> _Exercise objective_: Extract each line of the data and write it out again exactly.

Information shown below:

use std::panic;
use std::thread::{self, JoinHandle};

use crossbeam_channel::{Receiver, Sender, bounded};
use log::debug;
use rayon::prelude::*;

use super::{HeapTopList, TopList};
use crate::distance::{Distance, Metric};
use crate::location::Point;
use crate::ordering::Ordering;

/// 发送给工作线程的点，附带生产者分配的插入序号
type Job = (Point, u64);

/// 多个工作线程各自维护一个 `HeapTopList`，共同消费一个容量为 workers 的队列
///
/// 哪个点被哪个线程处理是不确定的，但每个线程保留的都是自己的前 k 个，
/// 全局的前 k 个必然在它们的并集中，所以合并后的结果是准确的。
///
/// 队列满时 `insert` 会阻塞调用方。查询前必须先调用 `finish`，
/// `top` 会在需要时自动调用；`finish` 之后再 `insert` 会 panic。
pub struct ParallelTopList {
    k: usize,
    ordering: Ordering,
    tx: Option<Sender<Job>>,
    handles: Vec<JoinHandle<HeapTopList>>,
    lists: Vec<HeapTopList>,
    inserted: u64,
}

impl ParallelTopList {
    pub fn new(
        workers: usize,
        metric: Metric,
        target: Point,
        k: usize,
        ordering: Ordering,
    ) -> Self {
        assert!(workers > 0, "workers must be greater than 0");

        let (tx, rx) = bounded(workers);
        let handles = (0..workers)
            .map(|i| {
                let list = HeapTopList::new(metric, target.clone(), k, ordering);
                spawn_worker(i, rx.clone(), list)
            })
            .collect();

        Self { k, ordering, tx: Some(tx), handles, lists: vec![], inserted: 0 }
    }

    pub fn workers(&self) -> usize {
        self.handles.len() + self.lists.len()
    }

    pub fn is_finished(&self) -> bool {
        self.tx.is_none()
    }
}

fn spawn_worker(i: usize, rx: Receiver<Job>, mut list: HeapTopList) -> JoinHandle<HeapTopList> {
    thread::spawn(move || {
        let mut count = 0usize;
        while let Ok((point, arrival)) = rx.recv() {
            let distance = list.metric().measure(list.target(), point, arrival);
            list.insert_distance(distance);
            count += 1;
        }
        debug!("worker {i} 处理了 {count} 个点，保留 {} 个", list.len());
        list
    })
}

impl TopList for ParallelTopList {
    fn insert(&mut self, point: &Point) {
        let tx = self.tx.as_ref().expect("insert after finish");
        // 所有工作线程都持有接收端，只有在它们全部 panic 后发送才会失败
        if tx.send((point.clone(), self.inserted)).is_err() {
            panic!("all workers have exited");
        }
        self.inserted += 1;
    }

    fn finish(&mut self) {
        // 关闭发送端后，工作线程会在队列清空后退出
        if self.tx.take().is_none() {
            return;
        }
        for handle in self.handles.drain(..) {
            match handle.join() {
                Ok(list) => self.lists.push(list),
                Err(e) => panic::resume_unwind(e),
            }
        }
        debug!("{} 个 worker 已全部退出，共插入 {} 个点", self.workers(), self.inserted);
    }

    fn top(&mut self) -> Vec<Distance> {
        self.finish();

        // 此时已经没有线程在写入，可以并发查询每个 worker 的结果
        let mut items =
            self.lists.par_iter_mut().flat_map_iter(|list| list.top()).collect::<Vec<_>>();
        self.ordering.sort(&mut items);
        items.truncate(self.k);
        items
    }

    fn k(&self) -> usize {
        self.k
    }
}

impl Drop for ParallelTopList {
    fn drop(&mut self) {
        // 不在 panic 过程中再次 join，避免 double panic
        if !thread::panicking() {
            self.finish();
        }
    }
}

End of Information shown.

> _Exercise response_:
use std::panic;
use std::thread::{self, JoinHandle};

use crossbeam_channel::{Receiver, Sender, bounded};
use log::debug;
use rayon::prelude::*;

use super::{HeapTopList, TopList};
use crate::distance::{Distance, Metric};
use crate::location::Point;
use crate::ordering::Ordering;

/// 发送给工作线程的点，附带生产者分配的插入序号
type Job = (Point, u64);

/// 多个工作线程各自维护一个 `HeapTopList`，共同消费一个容量为 workers 的队列
///
/// 哪个点被哪个线程处理是不确定的，但每个线程保留的都是自己的前 k 个，
/// 全局的前 k 个必然在它们的并集中，所以合并后的结果是准确的。
///
/// 队列满时 `insert` 会阻塞调用方。查询前必须先调用 `finish`，
/// `top` 会在需要时自动调用；`finish` 之后再 `insert` 会 panic。
pub struct ParallelTopList {
    k: usize,
    ordering: Ordering,
    tx: Option<Sender<Job>>,
    handles: Vec<JoinHandle<HeapTopList>>,
    lists: Vec<HeapTopList>,
    inserted: u64,
}

impl ParallelTopList {
    pub fn new(
        workers: usize,
        metric: Metric,
        target: Point,
        k: usize,
        ordering: Ordering,
    ) -> Self {
        assert!(workers > 0, "workers must be greater than 0");

        let (tx, rx) = bounded(workers);
        let handles = (0..workers)
            .map(|i| {
                let list = HeapTopList::new(metric, target.clone(), k, ordering);
                spawn_worker(i, rx.clone(), list)
            })
            .collect();

        Self { k, ordering, tx: Some(tx), handles, lists: vec![], inserted: 0 }
    }

    pub fn workers(&self) -> usize {
        self.handles.len() + self.lists.len()
    }

    pub fn is_finished(&self) -> bool {
        self.tx.is_none()
    }
}

fn spawn_worker(i: usize, rx: Receiver<Job>, mut list: HeapTopList) -> JoinHandle<HeapTopList> {
    thread::spawn(move || {
        let mut count = 0usize;
        while let Ok((point, arrival)) = rx.recv() {
            let distance = list.metric().measure(list.target(), point, arrival);
            list.insert_distance(distance);
            count += 1;
        }
        debug!("worker {i} 处理了 {count} 个点，保留 {} 个", list.len());
        list
    })
}

impl TopList for ParallelTopList {
    fn insert(&mut self, point: &Point) {
        let tx = self.tx.as_ref().expect("insert after finish");
        // 所有工作线程都持有接收端，只有在它们全部 panic 后发送才会失败
        if tx.send((point.clone(), self.inserted)).is_err() {
            panic!("all workers have exited");
        }
        self.inserted += 1;
    }

    fn finish(&mut self) {
        // 关闭发送端后，工作线程会在队列清空后退出
        if self.tx.take().is_none() {
            return;
        }
        for handle in self.handles.drain(..) {
            match handle.join() {
                Ok(list) => self.lists.push(list),
                Err(e) => panic::resume_unwind(e),
            }
        }
        debug!("{} 个 worker 已全部退出，共插入 {} 个点", self.workers(), self.inserted);
    }

    fn top(&mut self) -> Vec<Distance> {
        self.finish();

        // 此时已经没有线程在写入，可以并发查询每个 worker 的结果
        let mut items =
            self.lists.par_iter_mut().flat_map_iter(|list| list.top()).collect::<Vec<_>>();
        self.ordering.sort(&mut items);
        items.truncate(self.k);
        items
    }

    fn k(&self) -> usize {
        self.k
    }
}

impl Drop for ParallelTopList {
    fn drop(&mut self) {
        // 不在 panic 过程中再次 join，避免 double panic
        if !thread::panicking() {
            self.finish();
        }
    }
}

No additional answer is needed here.